The strength of this study lies in its use of a large-volume, nationally representative database. The ACS NSQIP currently quotes a 95% success rate in capturing 30-day outcomes on all cases in the program database, and previous studies have verified ACS NSQIP accuracy and reliability.19 This study also aims to build a population cohort that is representative of patients that are most likely to undergo appendectomy and aims to exclude patients or procedure that may falsely elevate complications.
This study has some inherent limitations. It relies on the ACS NSQIP, which is dependent on accurately documented and coded information by health care professionals. Further, this study is limited by the variables reported in the ACS NSQIP database. There may be contributing factors that are not captured by database, including preoperative hemodynamic stability, the use of appropriate antibiotic prophylaxis, intra-operative findings, surgical strategy, difficulty of surgery secondary to factors such as severe endometriosis or intra-abdominal adhesions, and surgeon experience level among a list of many other factors. Pathologic diagnoses may have also contributed to study findings; however, this information is not provided in the database. Despite using a large database of surgeries for analysis, it is not always possible to adequately match every patient in the appendectomy group to a similar patient who did not undergo appendectomy. A sensitivity analysis that excluded appendectomy patients who could not be adequately matched revealed no meaningful differences from the results discussed here (Appendices 4 and 5, available online at https://links.lww.com/AOG/C976). An additional limitation is that many postoperative complications such as wound disruption and stroke are quite rare, and we have low power to detect differences in our matched cohort. Lastly, as a retrospective study, we are unable to establish a causal relationship between exposure and outcome.
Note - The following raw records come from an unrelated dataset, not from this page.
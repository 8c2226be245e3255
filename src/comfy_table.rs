use crate::classifier::{Rating, Trend};
use crate::tools::ToolOutput;
use chrono::Utc;
use comfy_table::{
    Attribute, Cell, CellAlignment, Color, ContentArrangement, Table, modifiers::UTF8_ROUND_CORNERS,
    presets::UTF8_BORDERS_ONLY,
};

fn rating_color(rating: Rating) -> Color {
    match rating {
        Rating::StrongUp => Color::Rgb { r: 0, g: 255, b: 0 },
        Rating::Up => Color::Rgb { r: 0, g: 160, b: 0 },
        Rating::Neutral => Color::DarkGrey,
        Rating::Down => Color::Rgb { r: 160, g: 0, b: 0 },
        Rating::StrongDown => Color::Rgb { r: 255, g: 0, b: 0 },
    }
}

fn fmt_opt(value: Option<f64>, suffix: &str) -> String {
    match value {
        Some(v) => format!("{:.2}{}", v, suffix),
        None => "N/A".to_string(),
    }
}

pub fn render(output: &ToolOutput) -> String {
    let title = format!(
        "({} of {} candidates, {} skipped, taken at {} UTC)",
        output.results.len(),
        output.candidates,
        output.skipped.len(),
        Utc::now().format("%d-%m-%Y %H:%M:%S")
    );

    if output.results.is_empty() {
        return format!("{}\nNo assets qualified.", title);
    }

    let mut table = Table::new();
    table
        .load_preset(UTF8_BORDERS_ONLY)
        .apply_modifier(UTF8_ROUND_CORNERS)
        .set_content_arrangement(ContentArrangement::Dynamic)
        .set_header(vec![
            Cell::new("#").add_attribute(Attribute::Bold),
            Cell::new("Asset").add_attribute(Attribute::Bold),
            Cell::new("Price").add_attribute(Attribute::Bold).set_alignment(CellAlignment::Right),
            Cell::new("24h (%)").add_attribute(Attribute::Bold).set_alignment(CellAlignment::Right),
            Cell::new("ATR (%)").add_attribute(Attribute::Bold).set_alignment(CellAlignment::Right),
            Cell::new("Trend").add_attribute(Attribute::Bold),
            Cell::new("Rating").add_attribute(Attribute::Bold),
            Cell::new("MCap Rank").add_attribute(Attribute::Bold).set_alignment(CellAlignment::Right),
        ]);

    for (i, asset) in output.results.iter().enumerate() {
        let trend_color = match asset.trend {
            Trend::Up => Color::Green,
            Trend::Down => Color::Red,
            Trend::Undefined => Color::DarkGrey,
        };
        let rank = asset
            .provenance
            .as_ref()
            .and_then(|p| p.rank)
            .map(|r| r.to_string())
            .unwrap_or_else(|| "N/A".to_string());

        table.add_row(vec![
            Cell::new(i + 1).fg(Color::DarkGrey),
            Cell::new(&asset.symbol).fg(Color::Cyan),
            Cell::new(fmt_opt(asset.price, "")).set_alignment(CellAlignment::Right),
            Cell::new(fmt_opt(asset.percent_change_24h, "%")).set_alignment(CellAlignment::Right),
            Cell::new(fmt_opt(asset.atr_percent, "%")).set_alignment(CellAlignment::Right),
            Cell::new(asset.trend.as_str()).fg(trend_color),
            Cell::new(asset.rating.as_str()).fg(rating_color(asset.rating)),
            Cell::new(rank).set_alignment(CellAlignment::Right),
        ]);
    }

    format!("{}\n{}", title, table)
}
In conclusion, secondary analysis of a large surgical database reveals an increased overall complication rate after concomitant appendectomy at the time of laparoscopic gynecologic surgery for benign indications. Future studies are needed to demonstrate the effect of appendectomy on pelvic pain and identify patients with optimal risk benefit ratios when considering performing concomitant appendectomy at time of gynecologic surgery.